=== DATA RECORDS ===
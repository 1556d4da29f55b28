//! Leaf agents - the stage components driven by the coordinator.
//!
//! # Components
//! - `Planner`: decomposes a task into a dependency-ordered plan
//! - `DependencyExecutor`: runs a plan's subtasks through a capability
//! - `Verifier`: scores results and decides pass or fail
//!
//! Planner and verifier are pure; only the executor performs I/O.

pub mod complexity;
pub mod criteria;
mod executor;
mod planner;
mod verifier;

pub use complexity::Complexity;
pub use executor::DependencyExecutor;
pub use planner::{FailureContext, Planner};
pub use verifier::{ResultScore, Verifier, KEEP_STANDARD};
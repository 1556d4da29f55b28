//! Simulated capability - synthetic type-specific work for demos and tests.
//!
//! Payload fields match what the verifier's criteria table inspects, so a
//! simulated run scores the way a real one with similar output would.

use std::ops::Range;
use std::sync::Mutex;
use std::time::Duration;

use async_trait::async_trait;
use rand::rngs::StdRng;
use rand::{Rng, SeedableRng};
use serde_json::{json, Value};

use super::{Capability, CapabilityError};
use crate::task::{Artifact, SubTask, SubtaskKind};

/// Capability that sleeps for a random latency and returns a generated payload.
///
/// # Determinism
/// With the same seed, the same sequence of calls yields the same payloads
/// and failures. Concurrent calls share one generator, so their draw order
/// follows call order.
pub struct SimulatedCapability {
    rng: Mutex<StdRng>,
    failure_rate: f64,
    latency: Range<Duration>,
}

impl SimulatedCapability {
    pub fn new(seed: u64) -> Self {
        Self {
            rng: Mutex::new(StdRng::seed_from_u64(seed)),
            failure_rate: 0.0,
            latency: Duration::from_millis(5)..Duration::from_millis(25),
        }
    }

    /// Probability in [0, 1] that a call fails recoverably.
    pub fn with_failure_rate(mut self, rate: f64) -> Self {
        self.failure_rate = if rate.is_nan() { 0.0 } else { rate.clamp(0.0, 1.0) };
        self
    }

    /// Simulated work time, drawn uniformly from `latency`.
    pub fn with_latency(mut self, latency: Range<Duration>) -> Self {
        self.latency = latency;
        self
    }

    /// Draw the outcome of one call.
    fn draw(&self, subtask: &SubTask) -> (Duration, Result<Value, String>) {
        let mut rng = self.rng.lock().unwrap_or_else(|e| e.into_inner());
        let latency = if self.latency.is_empty() {
            self.latency.start
        } else {
            rng.gen_range(self.latency.clone())
        };
        if rng.gen_bool(self.failure_rate) {
            let cause = format!(
                "simulated transient failure in {} subtask '{}'",
                subtask.kind(),
                subtask.title()
            );
            return (latency, Err(cause));
        }
        (latency, Ok(payload(subtask.kind(), &mut *rng)))
    }
}

#[async_trait]
impl Capability for SimulatedCapability {
    fn name(&self) -> &str {
        "simulated"
    }

    async fn perform(&self, subtask: &SubTask) -> Result<Artifact, CapabilityError> {
        let (latency, drawn) = self.draw(subtask);
        tokio::time::sleep(latency).await;

        let data = drawn.map_err(CapabilityError::Failed)?;
        tracing::debug!(
            subtask_id = %subtask.id(),
            kind = %subtask.kind(),
            "Simulated {:?} of work",
            latency
        );
        let summary = format!("{} finished: {}", subtask.kind(), subtask.title());
        Ok(Artifact::new(summary).with_data(data))
    }
}

fn payload(kind: SubtaskKind, rng: &mut impl Rng) -> Value {
    match kind {
        SubtaskKind::Analysis => json!({
            "requirements_identified": [
                "Users can sign in",
                "Records can be created, read, updated and deleted",
                "Responses within 2s",
                "99.9% availability"
            ],
            "stakeholders": ["End users", "Administrators", "Developers"],
            "constraints": ["Limited budget", "Three month deadline"],
            "risks": ["Changing requirements", "Technical complexity"],
        }),
        SubtaskKind::Design => json!({
            "architecture_pattern": "Layered service",
            "components": [
                { "name": "Frontend", "responsibility": "User interface" },
                { "name": "Backend", "responsibility": "Business logic" },
                { "name": "Database", "responsibility": "Persistence" }
            ],
            "interfaces": [
                { "name": "REST API", "endpoints": ["/users", "/tasks", "/reports"] },
                { "name": "Schema", "tables": ["users", "tasks", "logs"] }
            ],
        }),
        SubtaskKind::Implementation => json!({
            "files_created": ["main.rs", "models.rs", "handlers.rs", "services.rs", "util.rs"],
            "lines_of_code": rng.gen_range(200..800),
            "functions_implemented": ["authenticate", "validate", "process", "handle_error"],
            "code_quality_score": rng.gen_range(0.7..0.95),
        }),
        SubtaskKind::Testing => {
            let executed: u32 = rng.gen_range(15..50);
            let failed = rng.gen_range(0..=executed / 5);
            json!({
                "tests_executed": executed,
                "tests_passed": executed - failed,
                "coverage_percentage": rng.gen_range(75.0..95.0),
                "bugs_found": rng.gen_range(0..5),
            })
        }
        SubtaskKind::Documentation => json!({
            "documents_created": ["README.md", "API.md", "MANUAL.md"],
            "pages_written": rng.gen_range(10..50),
            "sections": ["Introduction", "Installation", "Configuration", "Usage", "API Reference"],
        }),
        SubtaskKind::Setup => json!({
            "environment_configured": true,
            "tools_installed": ["rustc", "cargo", "docker", "postgres", "redis"],
            "config_files": ["Cargo.toml", "docker-compose.yml", ".env"],
        }),
        SubtaskKind::Integration => json!({
            "modules_integrated": ["Frontend", "Backend", "Database", "Authentication"],
            "data_flow_verified": true,
            "integration_tests_passed": rng.gen_range(8..15),
        }),
        SubtaskKind::Optimization => json!({
            "optimizations_applied": ["Query tuning", "Response caching", "Compression"],
            "performance_improvements": {
                "response_time": format!("{:.1}% faster", rng.gen_range(10.0..40.0)),
                "memory_usage": format!("{:.1}% reduction", rng.gen_range(5.0..25.0)),
            },
        }),
    }
}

=== GOAL OF THE EXERCISE ===
Check the entries above for the word "json" and copy every line where it turns up.

=== ANSWER BOX ===
use serde_json::{json, Value};
        SubtaskKind::Analysis => json!({
        SubtaskKind::Design => json!({
        SubtaskKind::Implementation => json!({
            json!({
        SubtaskKind::Documentation => json!({
        SubtaskKind::Setup => json!({
        SubtaskKind::Integration => json!({
        SubtaskKind::Optimization => json!({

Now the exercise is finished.